フランス語と近隣のフランス語方言、および密接に関連した言語には、今も200程度のゴール語起源の単語が残っており、それらのほとんどは民衆の生活に関連したものである。その一例として下記が挙げられる。
- 地理(bief「河口、水車用の水路」、combe「くぼ地」、grève「砂浜」、lande「荒地」)
- 植物の名前(berl「セリ科植物」、bourdaine「セイヨウイソノキ」、chêne「コナラ」、bouleau「カバノキ」、corme「ナナカマド」、garzeau「ムギセンノウ」、if「イチイ」、velar/vellar「カキネガラシ」)
- 野生生物(alouette「ヒバリ」、barge「オグロシギ」、belette「コエゾイタチ」、loche「ドジョウ」、pinson「アトリ」、vanneau「タゲリ」)
- 田舎および農場生活(boue「泥」、cervoise「大麦のビール」、char「荷馬車」、charrue「犂」、glaise「ローム」、gord「魚を取る立て網」、 jachère「休耕地」、javelle「刈り穂積み」、marne「泥灰土」、mouton「羊」、raie「畑の畝」、sillon「畝溝」、souche「切り株」、 tarière「ねじ錐」、tonne「大樽」)
- 一般的な動詞(braire「どなる、わめく」、changer「変える」、craindre「恐れる、心配する」、jaillir「人、もの、感情などが噴出する」)[1]
その他のケルト語の単語は直接ではなくラテン語を通して取り入れられ、そのうちのいくつかはラテン語において一般的に使用される単語となった(例えば、béton「コンクリート」、braies「膝丈のズボン」、 chainse「チュニック」、daim「ダマシカ」、 étain「スズ」、glaive「両刃の剣」、manteaux「コート」、vassal「農奴、召使い」など。
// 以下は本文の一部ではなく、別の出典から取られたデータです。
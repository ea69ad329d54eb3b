use serde::Deserialize;
use thiserror::Error;

// ---------------------------------------------------------------------------
// Errors
// ---------------------------------------------------------------------------

#[derive(Error, Debug)]
pub enum ConfigError {
    #[error("Invalid configuration: {0}")]
    InvalidConfig(String),

    #[error("IO error: {0}")]
    Io(#[from] std::io::Error),

    #[error("TOML parse error: {0}")]
    TomlParse(#[from] toml::de::Error),
}

// ---------------------------------------------------------------------------
// Config structs
// ---------------------------------------------------------------------------

#[derive(Debug, Deserialize, Clone)]
pub struct ServerConfig {
    #[serde(default = "default_bind")]
    pub bind: String,
    #[serde(default = "default_port")]
    pub port: u16,
}

#[derive(Debug, Deserialize, Clone)]
pub struct DatabaseConfig {
    /// SQLx connection string.
    ///
    /// The `DATABASE_URL` environment variable takes priority, see
    /// [`DatabaseConfig::resolved_url`].
    #[serde(default = "default_database_url")]
    pub url: String,
    #[serde(default = "default_max_connections")]
    pub max_connections: u32,
}

/// Token claim settings plus the location of the RSA key pair.
///
/// Key paths are resolved relative to the working directory of the process.
#[derive(Debug, Deserialize, Clone)]
pub struct AuthConfig {
    #[serde(default = "default_private_key_path")]
    pub private_key_path: String,
    #[serde(default = "default_public_key_path")]
    pub public_key_path: String,
    #[serde(default = "default_issuer")]
    pub issuer: String,
    #[serde(default = "default_audience")]
    pub audience: String,
    #[serde(default = "default_subject_prefix")]
    pub subject_prefix: String,
    #[serde(default = "default_token_validity_days")]
    pub token_validity_days: u64,
    #[serde(default = "default_not_before_secs")]
    pub not_before_secs: u64,
}

#[derive(Debug, Deserialize, Clone)]
pub struct UsersConfig {
    /// Maximum number of rows returned by the user listing.
    #[serde(default = "default_list_limit")]
    pub list_limit: u32,
}

#[derive(Debug, Deserialize, Clone)]
pub struct AppConfig {
    #[serde(default)]
    pub server: ServerConfig,
    #[serde(default)]
    pub database: DatabaseConfig,
    #[serde(default)]
    pub auth: AuthConfig,
    #[serde(default)]
    pub users: UsersConfig,
}

// ---------------------------------------------------------------------------
// Helpers
// ---------------------------------------------------------------------------

impl ServerConfig {
    /// Full bind address, e.g. `"127.0.0.1:8080"`
    pub fn addr(&self) -> String {
        format!("{}:{}", self.bind, self.port)
    }
}

impl DatabaseConfig {
    /// Resolve the connection string with `DATABASE_URL` taking priority over
    /// the config file field.
    pub fn resolved_url(&self) -> String {
        std::env::var("DATABASE_URL")
            .ok()
            .filter(|s| !s.is_empty())
            .unwrap_or_else(|| self.url.clone())
    }
}

/// Longest token lifetime `validate_config` accepts.
pub const MAX_TOKEN_VALIDITY_DAYS: u64 = 3650;

const SECS_PER_DAY: u64 = 24 * 60 * 60;

impl AuthConfig {
    /// Validity window in seconds, saturating at `u64::MAX` for unvalidated
    /// configs.
    pub fn token_validity_secs(&self) -> u64 {
        self.token_validity_days
            .checked_mul(SECS_PER_DAY)
            .unwrap_or(u64::MAX)
    }
}

impl Default for ServerConfig {
    fn default() -> Self {
        Self {
            bind: default_bind(),
            port: default_port(),
        }
    }
}

impl Default for DatabaseConfig {
    fn default() -> Self {
        Self {
            url: default_database_url(),
            max_connections: default_max_connections(),
        }
    }
}

impl Default for AuthConfig {
    fn default() -> Self {
        Self {
            private_key_path: default_private_key_path(),
            public_key_path: default_public_key_path(),
            issuer: default_issuer(),
            audience: default_audience(),
            subject_prefix: default_subject_prefix(),
            token_validity_days: default_token_validity_days(),
            not_before_secs: default_not_before_secs(),
        }
    }
}

impl Default for UsersConfig {
    fn default() -> Self {
        Self {
            list_limit: default_list_limit(),
        }
    }
}

impl Default for AppConfig {
    fn default() -> Self {
        Self {
            server: ServerConfig::default(),
            database: DatabaseConfig::default(),
            auth: AuthConfig::default(),
            users: UsersConfig::default(),
        }
    }
}

// ---------------------------------------------------------------------------
// Serde defaults
// ---------------------------------------------------------------------------

pub fn default_bind() -> String {
    "127.0.0.1".to_string()
}

pub fn default_port() -> u16 {
    8080
}

pub fn default_database_url() -> String {
    "sqlite://userkey.db?mode=rwc".to_string()
}

pub fn default_max_connections() -> u32 {
    5
}

pub fn default_private_key_path() -> String {
    "keys/private.pem".to_string()
}

pub fn default_public_key_path() -> String {
    "keys/public.pem".to_string()
}

pub fn default_issuer() -> String {
    "api".to_string()
}

pub fn default_audience() -> String {
    "client".to_string()
}

pub fn default_subject_prefix() -> String {
    "uid-".to_string()
}

pub fn default_token_validity_days() -> u64 {
    30
}

pub fn default_not_before_secs() -> u64 {
    30
}

pub fn default_list_limit() -> u32 {
    50
}

#[cfg(test)]
mod tests {
    use super::*;

    #[test]
    fn defaults_match_documented_values() {
        let cfg = AppConfig::default();
        assert_eq!(cfg.server.addr(), "127.0.0.1:8080");
        assert_eq!(cfg.auth.issuer, "api");
        assert_eq!(cfg.auth.audience, "client");
        assert_eq!(cfg.auth.subject_prefix, "uid-");
        assert_eq!(cfg.auth.not_before_secs, 30);
        assert_eq!(cfg.users.list_limit, 50);
    }

    #[test]
    fn validity_is_thirty_days_in_seconds() {
        assert_eq!(AuthConfig::default().token_validity_secs(), 2_592_000);
    }

    #[test]
    fn huge_validity_saturates_instead_of_wrapping() {
        let auth = AuthConfig {
            token_validity_days: u64::MAX / 1000,
            ..AuthConfig::default()
        };
        assert_eq!(auth.token_validity_secs(), u64::MAX);
    }

    #[test]
    fn partial_toml_fills_in_defaults() {
        let cfg: AppConfig = toml::from_str("[server]\nport = 9000\n").unwrap();
        assert_eq!(cfg.server.port, 9000);
        assert_eq!(cfg.server.bind, "127.0.0.1");
        assert_eq!(cfg.auth.private_key_path, "keys/private.pem");
    }
}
)ラテン語は都市部の上流階級の間で貿易、公務、教育などに使用される目的で急速に広まったが、地方の領主や農民たちにとってはほとんど、もしくは全く社会的価値がなかったため、ラテン語が地方にまで普及するのは4、5世紀後のことになる。結果的にラテン語が普及したのは、都市集中型の経済から農場中心型の経済への移行、農奴制など、王政時代の社会的要因によるものと考えられている。
フランク族
3世紀ごろから、西ヨーロッパは北と東からのゲルマン人部族による侵略を受け、そのうちのいくつかの部族はガリアに定住した。これらの部族のうち、フランス語の歴史において大きな影響を与えたのは、フランス北部に定住したフランク族、現在のドイツ・フランス国境付近のアレマンニ族、ローヌ渓谷のブルグント族とスペインのアキテーヌ地域に定着した東ゴート族である。ゲルマン部族の言語はそれぞれの地域で話されていたラテン語に非常に大きな影響を与え、発音(特に母音の音素)と文法両方を変化させた。 また、ゲルマン人の言語からラテン語に対して、新しい言葉が大量に持ち込まれた。(ドイツ語に起源があるフランス語の単語一覧)現在のフランス語(方言は除く)の語彙のうち、どの程度の割合でゲルマン語起源の語が存在するかは議論が分かれており、500語(1%)[2]程度(ゴート語やフランク語などの古ゲルマン語からの借用語)[3]から、15%(ゴート語、フランク語、スカンジナビア語、オランダ語、ドイツ語と英語など、現代までの全てのゲルマン諸語からの影響を考えた場合)[4]まで開きがある。 もしラテン語や他のロマンス諸語を通じて流入した語彙を含めるなら、この割合はさらに増える可能性がある(注意:アカデミー・フランセーズによると、英語に由来するフランス語の言葉は5%しかない)
- Françaisという言語名自体は、古フランス語のfranceis/francesc(中世ラテン語のfranciscusを参照のこと)やゲルマン語のfrankiscから来ていて、「french」や「frankish」は、Frank(「自由人」)から来ている。Franksは3世紀にラテン語でFranciaとなったFranko(n)である土地に関係している(当時は現在のベルギーやオランダの一部であるガリア・ベルギカの地であった)。Gauleという名称も、フランク語の*Walholant(「ローマ人/ガウル人の土地」)から来ている。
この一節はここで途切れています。